I tried to get the same information a couple of weeks ago. I explained that I new how to use a megger but I could find specs. for Romex. If you go to the southwire web site they will tell you that 2-50 Meg. is inconclusive. Leading you to believe that over 50 is good. I didn't get the job anyway. Some good hearted person left a site address about a different insulation test that looks to be easier because you can leave everything hooked up. I have not bought or rented this equipment but the site looks interesting. Check out the hipot tester. http://www:hipot.com/index.asp
I'm not recommending that you buy anything for sale on Ebat but you can learn a lot about the different test equipment product lines, and if your lucky find a deal. Biddle and AVO are good companies that make digital units. As for Romex and most other cables and cable assemblies, if you call the manufacturer you will find that it is rated for 600V and it can be meggered at 500V. More on megger results later.
For 'quick and simple" megger testing, Grainger sells a cheap ($120 or so) megger that has a simple bank of LED's for a display. Press the button, and some of them light up, starting with the green and progressing down the scale to the red. Such a megger won't let you do the 'fancy' tests you would do for preventative maintenance, but will provide a quick check of wiring.
Good God!, What is it with you US sparkies?. Look, I would have thought that it was a pre-requisite to getting a Licence as an Electrician. A Meg-ohmmeter here is a standard piece of gear here. You have to be able to use one and understand the readings to get registration here. Hmmm.
Trumpy, using the megger is not the problem. Trying to find the acceptable test levels is. Also finding acceptable test proceedures. Sure using the little megger from Grainer is probably just great. I'm sure that in reality it works just fine. But you meg a house after some water damage and later something goes wrong. You find yourself in court. They will want to know the calibration date on the megger. They will want to know the proceedure and how it was documented, are you trained & certified ( sure I was certified 30 years ago in the military, but that was to meg cables in the nuclear field not Romex). I have asked 6 different engineers and got 6 different answers, I checked with the cable manufactures and they are not much help. It seems you need a team of highly trained engineers to keep from voiding the warrenty on the cable. Now if you want to meg industrial cables that is a whole different ball game because there are agreed upon tolerances ( set limits ). That's why most people just replace the cable after water damage or flood. That way you are sure that it want come back on you. We are a litigation crazed society and no one wishes to make a definative statement for fear of being sued. I can meg cables all day long and tell you if they are good for all practical purposes but I not so sure I can out wit a high priced lawyer. The reason I think the hipot test might be a good one is that it is accepted for the mobile home industry, and thus a precedent. If you have a documented proceedure that you are sure will stand up in an Amercian court ( remember that if the coffee is a couple of degrees to hot someone gets a million bucks if they are dumb enough to spill it on themselves) then by all means, post it.

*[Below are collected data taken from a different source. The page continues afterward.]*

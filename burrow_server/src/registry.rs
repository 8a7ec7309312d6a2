//! Tunnel registry - subdomain and session indexes plus label validation
//!
//! Three indexes live under one mutex so every mutator leaves them
//! consistent: a subdomain key always resolves to a tunnel present in the
//! id index and vice versa.

use burrow_common::TunnelProtocol;
use chrono::{DateTime, Utc};
use once_cell::sync::Lazy;
use rand::Rng;
use std::collections::{HashMap, HashSet};
use std::sync::{Arc, Mutex};
use uuid::Uuid;

/// Labels that can never be claimed, regardless of deployment config
static DEFAULT_RESERVED: Lazy<HashSet<&'static str>> = Lazy::new(|| {
    [
        "www", "api", "app", "mail", "smtp", "imap", "ftp", "ssh", "vpn",
        "cdn", "static", "assets", "status", "health", "metrics", "docs",
        "blog", "admin", "dashboard", "console", "login", "auth", "account",
        "support", "billing", "internal", "dev", "staging", "prod", "test",
        "burrow", "tunnel", "tunnels",
    ]
    .into_iter()
    .collect()
});

/// How many random labels to try before giving up
const GENERATE_ATTEMPTS: usize = 1000;

/// An active route from a public subdomain to one control session.
#[derive(Debug, Clone)]
pub struct Tunnel {
    pub id: String,
    pub subdomain: String,
    pub session_id: Uuid,
    pub created_at: DateTime<Utc>,
    /// Optional `user:pass` required from public callers
    pub basic_auth: Option<String>,
    pub protocol: TunnelProtocol,
}

impl Tunnel {
    pub fn new(
        subdomain: String,
        session_id: Uuid,
        basic_auth: Option<String>,
        protocol: TunnelProtocol,
    ) -> Self {
        Self {
            id: Uuid::new_v4().simple().to_string(),
            subdomain,
            session_id,
            created_at: Utc::now(),
            basic_auth,
            protocol,
        }
    }
}

#[derive(Debug, thiserror::Error, PartialEq, Eq)]
pub enum SubdomainError {
    #[error("Subdomain must be 3-63 characters")]
    BadLength,

    #[error("Subdomain can only contain lowercase letters, digits, and hyphens")]
    InvalidCharacters,

    #[error("Subdomain cannot begin or end with a hyphen")]
    EdgeHyphen,

    #[error("Subdomain cannot contain consecutive hyphens")]
    DoubleHyphen,

    #[error("'{0}' is a reserved name")]
    Reserved(String),

    #[error("Subdomain '{0}' is not available")]
    NotAvailable(String),

    #[error("Could not mint a unique subdomain")]
    PoolExhausted,
}

#[derive(Default)]
struct Indexes {
    by_id: HashMap<String, Arc<Tunnel>>,
    by_subdomain: HashMap<String, Arc<Tunnel>>,
    by_session: HashMap<Uuid, Vec<Arc<Tunnel>>>,
    reserved: HashSet<String>,
}

/// Process-local tunnel index.
pub struct TunnelRegistry {
    inner: Mutex<Indexes>,
}

impl TunnelRegistry {
    pub fn new(extra_reserved: impl IntoIterator<Item = String>) -> Self {
        let mut reserved: HashSet<String> =
            DEFAULT_RESERVED.iter().map(|s| s.to_string()).collect();
        reserved.extend(extra_reserved.into_iter().map(|s| s.to_lowercase()));
        Self {
            inner: Mutex::new(Indexes {
                reserved,
                ..Indexes::default()
            }),
        }
    }

    /// Validate and claim the tunnel's subdomain, then index it. The
    /// availability check and the insert happen under one lock.
    pub fn register(&self, tunnel: Tunnel) -> Result<Arc<Tunnel>, SubdomainError> {
        let mut inner = self.inner.lock().unwrap();
        validate_label(&tunnel.subdomain, &inner.reserved)?;
        if inner.by_subdomain.contains_key(&tunnel.subdomain) {
            return Err(SubdomainError::NotAvailable(tunnel.subdomain));
        }

        let tunnel = Arc::new(tunnel);
        inner.by_id.insert(tunnel.id.clone(), tunnel.clone());
        inner
            .by_subdomain
            .insert(tunnel.subdomain.clone(), tunnel.clone());
        inner
            .by_session
            .entry(tunnel.session_id)
            .or_default()
            .push(tunnel.clone());
        Ok(tunnel)
    }

    pub fn unregister(&self, id: &str) -> Option<Arc<Tunnel>> {
        let mut inner = self.inner.lock().unwrap();
        let tunnel = inner.by_id.remove(id)?;
        inner.by_subdomain.remove(&tunnel.subdomain);
        if let Some(list) = inner.by_session.get_mut(&tunnel.session_id) {
            list.retain(|t| t.id != tunnel.id);
            if list.is_empty() {
                inner.by_session.remove(&tunnel.session_id);
            }
        }
        Some(tunnel)
    }

    /// Remove every tunnel owned by a session, returning them for
    /// downstream cleanup.
    pub fn unregister_session(&self, session_id: Uuid) -> Vec<Arc<Tunnel>> {
        let mut inner = self.inner.lock().unwrap();
        let removed = inner.by_session.remove(&session_id).unwrap_or_default();
        for tunnel in &removed {
            inner.by_id.remove(&tunnel.id);
            inner.by_subdomain.remove(&tunnel.subdomain);
        }
        removed
    }

    pub fn find_by_id(&self, id: &str) -> Option<Arc<Tunnel>> {
        self.inner.lock().unwrap().by_id.get(id).cloned()
    }

    pub fn find_by_subdomain(&self, subdomain: &str) -> Option<Arc<Tunnel>> {
        let folded = subdomain.to_lowercase();
        self.inner.lock().unwrap().by_subdomain.get(&folded).cloned()
    }

    pub fn is_available(&self, subdomain: &str) -> bool {
        let folded = subdomain.to_lowercase();
        let inner = self.inner.lock().unwrap();
        !inner.by_subdomain.contains_key(&folded) && !inner.reserved.contains(&folded)
    }

    /// Grammar and reserved-set check. Returns the case-folded label.
    pub fn validate(&self, subdomain: &str) -> Result<String, SubdomainError> {
        let folded = subdomain.to_lowercase();
        let inner = self.inner.lock().unwrap();
        validate_label(&folded, &inner.reserved)?;
        Ok(folded)
    }

    /// Mint a random 8-hex-char label not currently claimed or reserved.
    pub fn generate_subdomain(&self) -> Result<String, SubdomainError> {
        let inner = self.inner.lock().unwrap();
        let mut rng = rand::thread_rng();
        for _ in 0..GENERATE_ATTEMPTS {
            let label = hex::encode(rng.gen::<[u8; 4]>());
            if !inner.by_subdomain.contains_key(&label) && !inner.reserved.contains(&label) {
                return Ok(label);
            }
        }
        Err(SubdomainError::PoolExhausted)
    }

    /// Swap in a new reserved set atomically. Defaults stay in force.
    pub fn reload_reserved(&self, extra: impl IntoIterator<Item = String>) {
        let mut reserved: HashSet<String> =
            DEFAULT_RESERVED.iter().map(|s| s.to_string()).collect();
        reserved.extend(extra.into_iter().map(|s| s.to_lowercase()));
        self.inner.lock().unwrap().reserved = reserved;
    }

    pub fn len(&self) -> usize {
        self.inner.lock().unwrap().by_id.len()
    }

    pub fn is_empty(&self) -> bool {
        self.len() == 0
    }

    /// Snapshot of all active tunnels, for the admin surface.
    pub fn list(&self) -> Vec<Arc<Tunnel>> {
        self.inner.lock().unwrap().by_id.values().cloned().collect()
    }

    #[cfg(test)]
    fn assert_consistent(&self) {
        let inner = self.inner.lock().unwrap();
        assert_eq!(inner.by_id.len(), inner.by_subdomain.len());
        for (sub, tunnel) in &inner.by_subdomain {
            let by_id = inner.by_id.get(&tunnel.id).expect("id index missing entry");
            assert_eq!(&by_id.subdomain, sub);
        }
        let session_total: usize = inner.by_session.values().map(Vec::len).sum();
        assert_eq!(session_total, inner.by_id.len());
    }
}

/// DNS-label grammar: 3-63 chars, lowercase alphanumeric with single
/// internal hyphens.
fn validate_label(label: &str, reserved: &HashSet<String>) -> Result<(), SubdomainError> {
    if label.len() < 3 || label.len() > 63 {
        return Err(SubdomainError::BadLength);
    }
    if !label
        .chars()
        .all(|c| c.is_ascii_lowercase() || c.is_ascii_digit() || c == '-')
    {
        return Err(SubdomainError::InvalidCharacters);
    }
    if label.starts_with('-') || label.ends_with('-') {
        return Err(SubdomainError::EdgeHyphen);
    }
    if label.contains("--") {
        return Err(SubdomainError::DoubleHyphen);
    }
    if reserved.contains(label) {
        return Err(SubdomainError::Reserved(label.to_string()));
    }
    Ok(())
}

#[cfg(test)]
mod tests {
    use super::*;

    fn registry() -> TunnelRegistry {
        TunnelRegistry::new(["keepout".to_string()])
    }

    fn tunnel(subdomain: &str, session: Uuid) -> Tunnel {
        Tunnel::new(subdomain.to_string(), session, None, TunnelProtocol::Http)
    }

    #[test]
    fn test_register_and_lookup() {
        let reg = registry();
        let session = Uuid::new_v4();
        let t = reg.register(tunnel("demo", session)).unwrap();

        assert_eq!(reg.find_by_id(&t.id).unwrap().subdomain, "demo");
        assert_eq!(reg.find_by_subdomain("demo").unwrap().id, t.id);
        assert_eq!(reg.find_by_subdomain("DEMO").unwrap().id, t.id);
        assert_eq!(reg.len(), 1);
        reg.assert_consistent();
    }

    #[test]
    fn test_duplicate_subdomain_rejected() {
        let reg = registry();
        reg.register(tunnel("demo", Uuid::new_v4())).unwrap();
        let err = reg.register(tunnel("demo", Uuid::new_v4())).unwrap_err();
        assert!(matches!(err, SubdomainError::NotAvailable(_)));
        assert!(err.to_string().contains("not available"));
        assert_eq!(reg.len(), 1);
        reg.assert_consistent();
    }

    #[test]
    fn test_unregister_clears_all_indexes() {
        let reg = registry();
        let session = Uuid::new_v4();
        let t = reg.register(tunnel("demo", session)).unwrap();
        reg.register(tunnel("other", session)).unwrap();

        reg.unregister(&t.id);
        assert!(reg.find_by_subdomain("demo").is_none());
        assert!(reg.find_by_id(&t.id).is_none());
        assert_eq!(reg.unregister_session(session).len(), 1);
        assert!(reg.is_empty());
        reg.assert_consistent();
    }

    #[test]
    fn test_unregister_session_returns_all_tunnels() {
        let reg = registry();
        let session = Uuid::new_v4();
        reg.register(tunnel("one-a", session)).unwrap();
        reg.register(tunnel("two-b", session)).unwrap();
        reg.register(tunnel("kept", Uuid::new_v4())).unwrap();

        let removed = reg.unregister_session(session);
        assert_eq!(removed.len(), 2);
        assert_eq!(reg.len(), 1);
        assert!(reg.find_by_subdomain("kept").is_some());
        reg.assert_consistent();
    }

    #[test]
    fn test_validate_grammar() {
        let reg = registry();
        assert_eq!(reg.validate("My-App").unwrap(), "my-app");
        assert_eq!(reg.validate("abc").unwrap(), "abc");

        assert_eq!(reg.validate("ab").unwrap_err(), SubdomainError::BadLength);
        assert_eq!(
            reg.validate(&"a".repeat(64)).unwrap_err(),
            SubdomainError::BadLength
        );
        assert_eq!(
            reg.validate("under_score").unwrap_err(),
            SubdomainError::InvalidCharacters
        );
        assert_eq!(
            reg.validate("-edge").unwrap_err(),
            SubdomainError::EdgeHyphen
        );
        assert_eq!(
            reg.validate("edge-").unwrap_err(),
            SubdomainError::EdgeHyphen
        );
        assert_eq!(
            reg.validate("a--b").unwrap_err(),
            SubdomainError::DoubleHyphen
        );
    }

    #[test]
    fn test_reserved_labels_rejected() {
        let reg = registry();
        assert!(matches!(
            reg.validate("www").unwrap_err(),
            SubdomainError::Reserved(_)
        ));
        assert!(matches!(
            reg.validate("keepout").unwrap_err(),
            SubdomainError::Reserved(_)
        ));
        assert!(!reg.is_available("keepout"));
    }

    #[test]
    fn test_reload_reserved_is_atomic_swap() {
        let reg = registry();
        reg.reload_reserved(["fresh".to_string()]);
        assert!(reg.validate("keepout").is_ok());
        assert!(reg.validate("fresh").is_err());
        // Built-in defaults survive a reload
        assert!(reg.validate("www").is_err());
    }

    #[test]
    fn test_generate_subdomain_shape() {
        let reg = registry();
        let label = reg.generate_subdomain().unwrap();
        assert_eq!(label.len(), 8);
        assert!(label.chars().all(|c| c.is_ascii_hexdigit()));
        assert!(reg.validate(&label).is_ok());
    }
}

Hey I had to break out an old training manual to make sure I had the info correct but here's what I was taught. First the purpose of insulation resistance testing is to insure the integrity of the insulation. Applying a DC voltage across the insulation medium a current of three components is set up; Capacitive charging current, dielectric absorption current and leakage current. Leakage current is the single most important component used to determine the reliability of the wire and or equipment under test. By applying 500 DC volts or more to the system under test and reading the leakage current in milliamps or meg-ohms insulation quality can be determined. An operational standard (and I can't seem to find a source other than "that's what has been widely used in the industry for years") is that one meg-ohm per 1000 DC volts applied is an allowable lower limit for ordinary situations (68F and 50% humidity). Applied test voltages are as follows, for a Maximum Rated Voltage (MRV) or 250 VAC apply no more than 500 VDC to the system under test. For and MRV of 600VAC apply 1000 VDC and for an MRV of 5000V AC to 15,000VAC apply no more than 2,500VDC. In the case of residential wiring, I have not found an industry wide standard that is different than the one above. If you are worried about the test damaging the installed wiring you can test short length (at least 25 ft) of the wire to insure that it will not break down. And that will also establish a benchmark for reading the installed wiring. In a residential system member that there is a bell xfmr that is directly connected to the circuit and I would disconnect that and other devices that any other device installed prior to the test. At the end of the test be sure that the applied capacitive charge has been removed from the circuit.
Sorry to bring this up again but I think that something has to be mentioned here. A Megohm meter does not work by magic and it is a simple bit of test gear to use. Like a few test instruments, it works with Ohms Law in mind, having to find relevant results is a no-brainer. You should be able to work out in your head what the relative condition of the installation is by the test results. There are fewer simpler test instruments, apart from a Bell Set.